TextBlob
TextBlob copied to clipboard
Memory Error on training a NaiveBayesClassifier
I tried to train the NaiveBayesClassifier on a set of ~39000 training examples, each is a string with its label. eg of a string: "The room was kind of clean but had a VERY strong smell of dogs. Generally below average but ok for a overnight stay if you're not too fussy. Would consider staying again if the price was right. Breakfast was free and just about better than nothing. --" It seems to have a memory error, is there anything I can do to resolve it.

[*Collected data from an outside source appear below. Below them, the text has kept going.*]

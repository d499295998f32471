//! Key routing and cluster maps.
//!
//! Keys are routed to vbuckets with the CRC scheme clients implement:
//! `vbucket = ((crc32(key) >> 16) & 0x7fff) % num_vbuckets`
//!
//! The cluster map is the bucket configuration JSON returned by
//! GET_CLUSTER_CONFIG and attached to NOT_MY_VBUCKET responses. The serving
//! node's hostname is replaced by the literal `$HOST`, so clients substitute
//! the address they actually connected to.

use serde_json::{json, Value};

use crate::control::placement::VBucketInfo;
use crate::core::config::BucketType;

/// Placeholder clients replace with the address they used.
pub const HOST_PLACEHOLDER: &str = "$HOST";

/// IEEE CRC-32.
pub fn crc32(data: &[u8]) -> u32 {
    crc32fast::hash(data)
}

/// VBucket a key belongs to.
pub fn vbucket_for_key(key: &[u8], num_vbuckets: usize) -> u16 {
    if num_vbuckets == 0 {
        return 0;
    }
    let digest = (crc32(key) >> 16) & 0x7fff;
    (digest as usize % num_vbuckets) as u16
}

/// Address a node listens on.
#[derive(Debug, Clone, PartialEq, Eq)]
pub struct NodeAddress {
    pub host: String,
    pub port: u16,
}

impl NodeAddress {
    pub fn new(host: impl Into<String>, port: u16) -> Self {
        Self {
            host: host.into(),
            port,
        }
    }

    /// `host:port`
    pub fn socket_name(&self) -> String {
        format!("{}:{}", self.host, self.port)
    }
}

/// Snapshot of a bucket's topology, ready to serialize.
#[derive(Debug, Clone)]
pub struct ClusterMap {
    pub bucket: String,
    pub bucket_uuid: String,
    pub bucket_type: BucketType,
    pub rev: u64,
    pub num_replicas: usize,
    /// Every node, indexed by node number.
    pub nodes: Vec<NodeAddress>,
    /// Node numbers that are up, in order.
    pub active: Vec<usize>,
    pub vbuckets: Vec<VBucketInfo>,
}

impl ClusterMap {
    /// Bucket configuration document.
    pub fn to_json(&self) -> Value {
        let active: Vec<&NodeAddress> =
            self.active.iter().filter_map(|n| self.nodes.get(*n)).collect();
        let nodes: Vec<Value> = active
            .iter()
            .map(|a| {
                json!({
                    "hostname": a.socket_name(),
                    "clusterMembership": "active",
                    "status": "healthy",
                    "version": "9.9.9",
                    "ports": { "direct": a.port, "proxy": 0 },
                })
            })
            .collect();
        let nodes_ext: Vec<Value> = active
            .iter()
            .map(|a| json!({ "hostname": a.host, "services": { "kv": a.port } }))
            .collect();
        let base = format!("/pools/default/buckets/{}", self.bucket);

        let mut doc = json!({
            "rev": self.rev,
            "name": self.bucket,
            "uuid": self.bucket_uuid,
            "bucketType": match self.bucket_type {
                BucketType::Couchbase => "membase",
                BucketType::Memcached => "memcached",
            },
            "authType": "sasl",
            "proxyPort": 0,
            "uri": base,
            "streamingUri": format!("/pools/default/bucketsStreaming/{}", self.bucket),
            "flushCacheUri": format!("{}/controller/doFlush", base),
            "stats": { "uri": format!("{}/stats", base) },
            "nodes": nodes,
            "nodesExt": nodes_ext,
        });

        match self.bucket_type {
            BucketType::Couchbase => {
                doc["nodeLocator"] = json!("vbucket");
                doc["bucketCapabilities"] = json!(["cccp", "xattr", "touch", "dcp", "couchapi"]);
                doc["vBucketServerMap"] = self.server_map(&active);
            }
            BucketType::Memcached => {
                doc["nodeLocator"] = json!("ketama");
                doc["bucketCapabilities"] = json!([]);
            }
        }
        doc
    }

    fn server_map(&self, active: &[&NodeAddress]) -> Value {
        let position = |node: usize| -> i64 {
            self.active
                .iter()
                .position(|a| *a == node)
                .map(|p| p as i64)
                .unwrap_or(-1)
        };
        let map: Vec<Vec<i64>> = self
            .vbuckets
            .iter()
            .map(|vb| {
                let mut row = Vec::with_capacity(self.num_replicas + 1);
                row.push(vb.owner.map(position).unwrap_or(-1));
                for r in 0..self.num_replicas {
                    row.push(vb.replicas.get(r).map(|n| position(*n)).unwrap_or(-1));
                }
                row
            })
            .collect();
        json!({
            "hashAlgorithm": "CRC",
            "numReplicas": self.num_replicas,
            "serverList": active.iter().map(|a| a.socket_name()).collect::<Vec<_>>(),
            "vBucketMap": map,
        })
    }

    /// Configuration text as served by the node on `host`.
    pub fn render_for(&self, host: &str) -> String {
        let text = self.to_json().to_string();
        if host.is_empty() {
            return text;
        }
        text.replace(host, HOST_PLACEHOLDER)
    }
}
//! Per-node fault injection.
//!
//! The dispatch layer consults a node's [`FaultState`] for every command:
//!
//! ```text
//!   command ──► FailMaker ──(armed)──► forced status response
//!                  │
//!                  ▼
//!             execute ──► response bytes ──► WritePlan
//!                                              ├── Full
//!                                              ├── Hiccup { offset, delay }
//!                                              └── Truncate { limit }
//! ```
//!
//! Changes made through the control channel apply to the next command the
//! node processes.

use std::sync::atomic::{AtomicBool, Ordering};
use std::time::{Duration, Instant};

use parking_lot::Mutex;
use serde::Serialize;

use crate::core::error::{ErrorCode, MockError, MockResult};

/// Forced failure of upcoming commands.
#[derive(Debug, Clone, Copy, PartialEq, Eq)]
pub struct FailMaker {
    pub code: ErrorCode,
    /// Commands left to fail. Negative fails forever.
    pub remaining: i32,
    /// Only fail this opcode when set.
    pub opcode: Option<u8>,
}

impl FailMaker {
    fn applies_to(&self, opcode: u8) -> bool {
        self.opcode.map_or(true, |op| op == opcode)
    }
}

/// How a response batch is written to the socket.
#[derive(Debug, Clone, Copy, PartialEq, Eq)]
pub enum WritePlan {
    Full,
    /// Write `offset` bytes, stall, then write the rest.
    Hiccup { offset: usize, delay: Duration },
    /// Write at most `limit` bytes and drop the rest.
    Truncate { limit: usize },
}

impl WritePlan {
    /// Split `len` bytes into (first chunk, optional pause, keep remainder).
    pub fn split(&self, len: usize) -> (usize, Option<Duration>, bool) {
        match *self {
            Self::Full => (len, None, false),
            Self::Hiccup { offset, delay } => (offset.min(len), Some(delay), true),
            Self::Truncate { limit } => (limit.min(len), None, false),
        }
    }
}

/// One recorded command.
#[derive(Debug, Clone, Copy, PartialEq, Eq, Serialize)]
pub struct CommandLogEntry {
    pub opcode: u8,
    /// Milliseconds since recording started.
    pub ms: u64,
}

#[derive(Debug)]
struct CommandLog {
    started: Instant,
    entries: Vec<CommandLogEntry>,
}

#[derive(Debug, Default, Clone, Copy)]
struct Hiccup {
    millis: u64,
    offset: usize,
}

/// Fault knobs of one node.
#[derive(Debug, Default)]
pub struct FaultState {
    fail: Mutex<Option<FailMaker>>,
    hiccup: Mutex<Hiccup>,
    truncate: Mutex<usize>,
    cmdlog: Mutex<Option<CommandLog>>,
    cmdlog_enabled: AtomicBool,
}

impl FaultState {
    pub fn new() -> Self {
        Self::default()
    }

    // ========================================================================
    // Forced errors
    // ========================================================================

    /// Arm the fail maker. A zero count or a success code disarms it.
    pub fn set_fail(&self, code: ErrorCode, count: i32, opcode: Option<u8>) {
        let mut fail = self.fail.lock();
        if count == 0 || code.is_success() {
            *fail = None;
            tracing::debug!("fail maker disarmed");
        } else {
            *fail = Some(FailMaker {
                code,
                remaining: count,
                opcode,
            });
            tracing::debug!(code = %code, count, ?opcode, "fail maker armed");
        }
    }

    pub fn fail_maker(&self) -> Option<FailMaker> {
        *self.fail.lock()
    }

    /// Status to force for this command, consuming one use of the fail maker.
    pub fn next_failure(&self, opcode: u8) -> Option<ErrorCode> {
        let mut fail = self.fail.lock();
        let maker = fail.as_mut()?;
        if !maker.applies_to(opcode) {
            return None;
        }
        let code = maker.code;
        if maker.remaining > 0 {
            maker.remaining -= 1;
            if maker.remaining == 0 {
                *fail = None;
            }
        }
        Some(code)
    }

    // ========================================================================
    // Write shaping
    // ========================================================================

    pub fn set_hiccup(&self, millis: i64, offset: i64) -> MockResult<()> {
        if millis < 0 || offset < 0 {
            return Err(MockError::control("hiccup values must be non-negative"));
        }
        *self.hiccup.lock() = Hiccup {
            millis: millis as u64,
            offset: offset as usize,
        };
        tracing::debug!(millis, offset, "hiccup configured");
        Ok(())
    }

    pub fn set_truncate(&self, limit: i64) -> MockResult<()> {
        if limit < 0 {
            return Err(MockError::control("truncate limit must be non-negative"));
        }
        *self.truncate.lock() = limit as usize;
        tracing::debug!(limit, "truncate configured");
        Ok(())
    }

    /// Plan for the next write. Truncation wins over a hiccup.
    pub fn write_plan(&self) -> WritePlan {
        let limit = *self.truncate.lock();
        if limit > 0 {
            return WritePlan::Truncate { limit };
        }
        let hiccup = *self.hiccup.lock();
        if hiccup.millis > 0 {
            return WritePlan::Hiccup {
                offset: hiccup.offset,
                delay: Duration::from_millis(hiccup.millis),
            };
        }
        WritePlan::Full
    }

    // ========================================================================
    // Command log
    // ========================================================================

    pub fn start_cmdlog(&self) {
        *self.cmdlog.lock() = Some(CommandLog {
            started: Instant::now(),
            entries: Vec::new(),
        });
        self.cmdlog_enabled.store(true, Ordering::Release);
    }

    pub fn stop_cmdlog(&self) {
        self.cmdlog_enabled.store(false, Ordering::Release);
        *self.cmdlog.lock() = None;
    }

    /// Recorded commands, or `None` when recording is off.
    pub fn cmdlog(&self) -> Option<Vec<CommandLogEntry>> {
        self.cmdlog.lock().as_ref().map(|log| log.entries.clone())
    }

    pub fn record(&self, opcode: u8) {
        if !self.cmdlog_enabled.load(Ordering::Acquire) {
            return;
        }
        if let Some(log) = self.cmdlog.lock().as_mut() {
            let ms = log.started.elapsed().as_millis() as u64;
            log.entries.push(CommandLogEntry { opcode, ms });
        }
    }
}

Now to the error, I ran the following command which recieved the error:
cl = NaiveBayesClassifier(train)
MemoryError Traceback (most recent call last)
<ipython-input-4-fd1d192cc4f2> in <module>()
1 tick = time.time()
----> 2 cl = NaiveBayesClassifier(train)
3 print time.time()-tick
C:\Users\Carpe\Anaconda3\envs\zam\lib\site-packages\textblob\classifiers.pyc in __init__(self, train_set, feature_extractor, format, **kwargs)
204 feature_extractor=basic_extractor, format=None, **kwargs):
205 super(NLTKClassifier, self).__init__(train_set, feature_extractor, format, **kwargs)
--> 206 self.train_features = [(self.extract_features(d), c) for d, c in self.train_set]
207
208 def __repr__(self):
C:\Users\Carpe\Anaconda3\envs\zam\lib\site-packages\textblob\classifiers.pyc in extract_features(self, text)
181 # Feature extractor may take one or two arguments
182 try:
--> 183 return self.feature_extractor(text, self._word_set)
184 except (TypeError, AttributeError):
185 return self.feature_extractor(text)
C:\Users\Carpe\Anaconda3\envs\zam\lib\site-packages\textblob\classifiers.pyc in basic_extractor(document, train_set)
95 tokens = _get_document_tokens(document)
96 features = dict(((u'contains({0})'.format(word), (word in tokens))
---> 97 for word in word_features))
98 return features
99
MemoryError:
same wrong!!!
I encountered this error as well. Is there a way to determine if my computers resources are the issue or is there some optimization that needs to happen?
Same error here.
File "C:/Users/jorge/Documents/pycharm/Clasificadores/DataSetsClasificacion/clasificadores_Main.py", line 38, in Clasificadores cl = NaiveBayesClassifier(File_Input_Train, format=FormatTrain) File "C:\Users\jorge\Documents\pycharm\venv\lib\site-packages\textblob\classifiers.py", line 206, in init self.train_features = [(self.extract_features(d), c) for d, c in self.train_set] File "C:\Users\jorge\Documents\pycharm\venv\lib\site-packages\textblob\classifiers.py", line 183, in extract_features return self.feature_extractor(text, self._word_set) File "C:\Users\jorge\Documents\pycharm\venv\lib\site-packages\textblob\classifiers.py", line 97, in basic_extractor for word in word_features)) MemoryError
Facing same issue
I faced the same issue. Restarting my system solved it in no time. Don't know how it worked but it did.